(Exercise material begins)

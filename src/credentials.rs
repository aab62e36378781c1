use crate::error::Error;

/// Caller identity for the JWT grant, loaded once and immutable for the run.
#[derive(Clone)]
pub struct Credentials {
    pub integrator_key: String,
    pub user_id: String,
    pub redirect_uri: String,
    pub private_key_pem: Vec<u8>,
    pub scopes: Vec<String>,
    pub expires_in_secs: u64,
}

impl Credentials {
    /// Creates a credential set, rejecting obviously unusable values up front.
    ///
    /// The private key itself is only parsed when an assertion is built.
    pub fn new(
        integrator_key: impl Into<String>,
        user_id: impl Into<String>,
        redirect_uri: impl Into<String>,
        private_key_pem: impl Into<Vec<u8>>,
        scopes: Vec<String>,
        expires_in_secs: u64,
    ) -> Result<Self, Error> {
        let integrator_key = integrator_key.into();
        if integrator_key.is_empty() {
            return Err(Error::MissingConfig("integrator_key"));
        }
        let user_id = user_id.into();
        if user_id.is_empty() {
            return Err(Error::MissingConfig("user_id"));
        }
        // Needed to build the consent URL when the server reports
        // consent_required; an empty value would surface much later there.
        let redirect_uri = redirect_uri.into();
        if redirect_uri.is_empty() {
            return Err(Error::MissingConfig("redirect_uri"));
        }
        if scopes.is_empty() {
            return Err(Error::EmptyScopes);
        }
        Ok(Self {
            integrator_key,
            user_id,
            redirect_uri,
            private_key_pem: private_key_pem.into(),
            scopes,
            expires_in_secs,
        })
    }
}

impl std::fmt::Debug for Credentials {
    fn fmt(&self, f: &mut std::fmt::Formatter<'_>) -> std::fmt::Result {
        f.debug_struct("Credentials")
            .field("integrator_key", &self.integrator_key)
            .field("user_id", &self.user_id)
            .field("redirect_uri", &self.redirect_uri)
            .field("private_key_pem", &"<redacted>")
            .field("scopes", &self.scopes)
            .field("expires_in_secs", &self.expires_in_secs)
            .finish()
    }
}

(Exercise material ends)

▸ Task instructions: Search the material above for "return". Pull out each line where it shows up.

▸ Result of this task:
            return Err(Error::MissingConfig("integrator_key"));
            return Err(Error::MissingConfig("user_id"));
            return Err(Error::MissingConfig("redirect_uri"));
            return Err(Error::EmptyScopes);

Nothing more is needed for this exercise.